Here is a sample from my lab notebook…
Today is mirror day!
1) Check fit of slide in 35 mm
2) Do “sheeting test” on unwashed slide
3) Make mirror slides
4) Test drying slides
5) Examine polish
6) “Water Polish” with cotton ball
7) Dry polish with Lampblack
8) Put in fixer for 10 minutes
9) Heat with fixer to simulate gilding
Castle Temp = 55.7 degF @ 8:30 AM
1) Slide seemed to fit just fine. Could not see any “bulge” when I shut the film loading door. Slide lines up easily on the film guides. I did note that the first slide had a spot of contamination. Note – shop for a diamond or carbide tip glass cutter to cut slides in half.
Other observations-A good place to line up the slide for consistency is along the bottom bare metal film guide and on the right “edge” of the film frame support platform. This centers the slide with 2 cm of “waste glass” on either side of the shutter opening.
2) Slide passes the water sheeting test. The water doesn’t all “slide off” but it doesn’t seem to bead up anywhere.
Castle Temp = 60.1 degF @ 9:15 AM
Took a quick break to fix broken ring flash and repair sealing surface on distilled water spray bottle.

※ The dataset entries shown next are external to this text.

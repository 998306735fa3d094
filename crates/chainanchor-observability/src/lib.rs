//! # chainanchor-observability
//!
//! Logging and metrics shared by the indexer, the submitter and the CLI.
//!
//! ## Built-in metrics
//! - `chainanchor.indexed_blocks`        — counter, tagged with chain
//! - `chainanchor.indexed_transactions`  — counter, tagged with chain
//! - `chainanchor.indexed_transfers`     — counter, tagged with chain
//! - `chainanchor.rpc_rate_limits`       — counter, tagged with url
//! - `chainanchor.onchain_submissions`   — counter, tagged with result
//! - `chainanchor.indexer_errors`        — counter, tagged with stage
//! - `chainanchor.last_indexed_block`    — gauge, tagged with chain
//! - `chainanchor.safe_block_number`     — gauge, tagged with chain
//!
//! ## Structured logging
//! JSON-structured logs compatible with ELK, Loki, CloudWatch.
//! Log levels configurable per component.

pub mod metrics;
pub mod tracing_setup;

pub use metrics::PipelineMetrics;
pub use tracing_setup::{init_tracing, LogConfig};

—-Delete – lab glassware price list —-
Spent quite a long time setting up table saw with 80 tooth plastic cutting blade. Cutting plastic supports for small tray and setting up glass mirroring chemicals for the first time.

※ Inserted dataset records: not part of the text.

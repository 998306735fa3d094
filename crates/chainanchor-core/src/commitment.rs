//! Merkle commitment over an ordered list of ERC-20 transfers.
//!
//! # Leaf encoding
//!
//! Each leaf is `keccak256` over 32-byte big-endian ABI words. The
//! [`LeafLayout`] picks which fields are committed:
//!
//! ```text
//!                          WithRecipient   WithoutRecipient
//! bytes32  tx_hash               x                x
//! uint256  log_index             x                x
//! uint256  block_number          x                x
//! address  token                 x                x      (left-padded with 12 zero bytes)
//! address  from                  x                x
//! address  to                    x
//! uint256  value                 x                x
//! ```
//!
//! `WithoutRecipient` reproduces roots already anchored by deployments that
//! never committed the recipient. Both layouts share the tree below.
//!
//! # Tree
//!
//! Adjacent nodes are hashed as `keccak256(left ‖ right)`. An unpaired node at
//! the end of a level moves up unchanged; it is never hashed with itself.
//! The root of an empty list is 32 zero bytes.
//!
//! Leaves are taken in the order given (ascending block, then log index, as
//! ingested). Reordering changes the root.

use std::str::FromStr;

use alloy_primitives::{Address, B256, U256};
use serde::{Deserialize, Serialize};
use thiserror::Error;
use tiny_keccak::{Hasher, Keccak};

use crate::types::Transfer;

/// Root of an empty transfer list.
pub const ZERO_ROOT: B256 = B256::ZERO;

/// A transfer field that cannot be ABI-encoded.
#[derive(Debug, Error, PartialEq, Eq)]
pub enum CommitmentError {
    #[error("invalid {field} '{value}' in transfer {id}")]
    InvalidField {
        id: String,
        field: &'static str,
        value: String,
    },
}

/// Keccak-256 of `data`.
pub fn keccak256(data: &[u8]) -> B256 {
    let mut hasher = Keccak::v256();
    let mut out = [0u8; 32];
    hasher.update(data);
    hasher.finalize(&mut out);
    B256::from(out)
}

/// Which transfer fields a leaf commits to.
#[derive(Debug, Clone, Copy, Default, PartialEq, Eq, Hash, Serialize, Deserialize)]
#[serde(rename_all = "snake_case")]
pub enum LeafLayout {
    /// Seven words, recipient included.
    #[default]
    WithRecipient,
    /// Six words, no recipient.
    WithoutRecipient,
}

impl LeafLayout {
    /// Number of ABI words hashed per leaf.
    pub fn words(self) -> usize {
        match self {
            Self::WithRecipient => 7,
            Self::WithoutRecipient => 6,
        }
    }

    /// Leaf hash for one transfer under this layout.
    pub fn leaf(self, transfer: &Transfer) -> Result<B256, CommitmentError> {
        let invalid = |field: &'static str, value: &str| CommitmentError::InvalidField {
            id: transfer.id.clone(),
            field,
            value: value.to_string(),
        };

        let tx_hash = B256::from_str(&transfer.tx_hash).map_err(|_| invalid("tx_hash", &transfer.tx_hash))?;
        let token = Address::from_str(&transfer.token).map_err(|_| invalid("token", &transfer.token))?;
        let from = Address::from_str(&transfer.from).map_err(|_| invalid("from", &transfer.from))?;
        let value = U256::from_str_radix(&transfer.value, 10).map_err(|_| invalid("value", &transfer.value))?;

        let mut encoded = Vec::with_capacity(32 * self.words());
        encoded.extend_from_slice(tx_hash.as_slice());
        encoded.extend_from_slice(&U256::from(transfer.log_index).to_be_bytes::<32>());
        encoded.extend_from_slice(&U256::from(transfer.block_number).to_be_bytes::<32>());
        push_address(&mut encoded, &token);
        push_address(&mut encoded, &from);
        if self == Self::WithRecipient {
            let to = Address::from_str(&transfer.to).map_err(|_| invalid("to", &transfer.to))?;
            push_address(&mut encoded, &to);
        }
        encoded.extend_from_slice(&value.to_be_bytes::<32>());

        Ok(keccak256(&encoded))
    }
}

fn push_address(out: &mut Vec<u8>, address: &Address) {
    out.extend_from_slice(&[0u8; 12]);
    out.extend_from_slice(address.as_slice());
}

/// Leaf hash for one transfer under the default layout.
pub fn transfer_leaf(transfer: &Transfer) -> Result<B256, CommitmentError> {
    LeafLayout::default().leaf(transfer)
}

/// Root over already-hashed leaves.
pub fn merkle_root(leaves: &[B256]) -> B256 {
    if leaves.is_empty() {
        return ZERO_ROOT;
    }

    let mut level = leaves.to_vec();
    while level.len() > 1 {
        level = level
            .chunks(2)
            .map(|pair| match pair {
                [left, right] => hash_pair(left, right),
                [single] => *single,
                _ => unreachable!("chunks(2) yields one or two items"),
            })
            .collect();
    }
    level[0]
}

fn hash_pair(left: &B256, right: &B256) -> B256 {
    let mut buf = [0u8; 64];
    buf[..32].copy_from_slice(left.as_slice());
    buf[32..].copy_from_slice(right.as_slice());
    keccak256(&buf)
}

/// Accumulates transfer leaves in ingestion order.
#[derive(Debug, Default, Clone)]
pub struct CommitmentBuilder {
    layout: LeafLayout,
    leaves: Vec<B256>,
}

impl CommitmentBuilder {
    pub fn new() -> Self {
        Self::default()
    }

    pub fn with_layout(layout: LeafLayout) -> Self {
        Self { layout, leaves: Vec::new() }
    }

    pub fn layout(&self) -> LeafLayout {
        self.layout
    }

    /// Hash and append one transfer.
    pub fn push(&mut self, transfer: &Transfer) -> Result<(), CommitmentError> {
        self.leaves.push(self.layout.leaf(transfer)?);
        Ok(())
    }

    /// Build from an ordered transfer list under the default layout.
    pub fn from_transfers<'a>(
        transfers: impl IntoIterator<Item = &'a Transfer>,
    ) -> Result<Self, CommitmentError> {
        Self::from_transfers_with(LeafLayout::default(), transfers)
    }

    pub fn from_transfers_with<'a>(
        layout: LeafLayout,
        transfers: impl IntoIterator<Item = &'a Transfer>,
    ) -> Result<Self, CommitmentError> {
        let mut builder = Self::with_layout(layout);
        for transfer in transfers {
            builder.push(transfer)?;
        }
        Ok(builder)
    }

    pub fn leaf_count(&self) -> usize {
        self.leaves.len()
    }

    pub fn leaves(&self) -> &[B256] {
        &self.leaves
    }

    pub fn root(&self) -> B256 {
        merkle_root(&self.leaves)
    }

    /// Root as a `0x`-prefixed lowercase hex string.
    pub fn root_hex(&self) -> String {
        format!("0x{}", hex::encode(self.root()))
    }
}

// ─── Tests ────────────────────────────────────────────────────────────────────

3) Made three mirror slides. 15 ml silvering solution was too much. (note tin solution can last 5-6 hours, but silvering solution has to be used up immediately) Will have to inspect slides before using. In spite of being advertised as “pre-cleaned” one had a piece of dirt that blocked the mirroring. A single pass of the solution left a very thin mirror layer. Cotton ball and cotton round scratched the silver layer (wet or dry)
4) Standing slides on end and drying with heat gun on low setting held 10-12 inches away seemed to work pretty well.
5) Looking for ways to remove residue left by mirroring solution. A) NuShine II S strips silver off immediately. No Go. B) What seems to work best is dry polishing with lampblack and a microfiber cloth using very light finger pressure. This is going to take some experimentation. I may write to the Angel Gilding people and ask what the residue is. The mirror looks very fine however with only a little polishing.
6) Water Polish – no go, see above.
7) This was good (Lampblack) see above.
8) Put in fixer A) Ammonium Thiosulphate – silver took on a “frosted appearance” in places right away. Then the silver started separating from the glass. (I only had Ilford Rapid Fix. I will have to get some Sodium Thiosulphate and see if it is any less destructive). B) Strong salt solution – even worse than the thiosulphate. As soon as a single drop hit the slide it frosted over and little bits of silver floated away from the glass until it was perfectly clear. It left a perfect round circle of bare glass.
9) Since fixer is no-go, I just heated the slide over the alcohol lamp bare and then with water. Bare (air exposed) heating damages the silver making it appear powdery white. Heating with water seems to have no deleterious effect. Was able to get water bubbling and slide too hot to hold. Silver stayed bright, shiny and intact.
Final experiment. Made 5 more mirrors. Wiped slides w/ dry paper towel, puffed w/ air and wetted on rack with distilled. Tin 30 sec per procedure, then silvered twice for 5 min each. 12 ml solution x2 (4+4+4) was able to mirror five slides fully with a small amount left over. Double silvering made a much more even and opaque covering layer.
I will have to try the silvering solution on bare copper.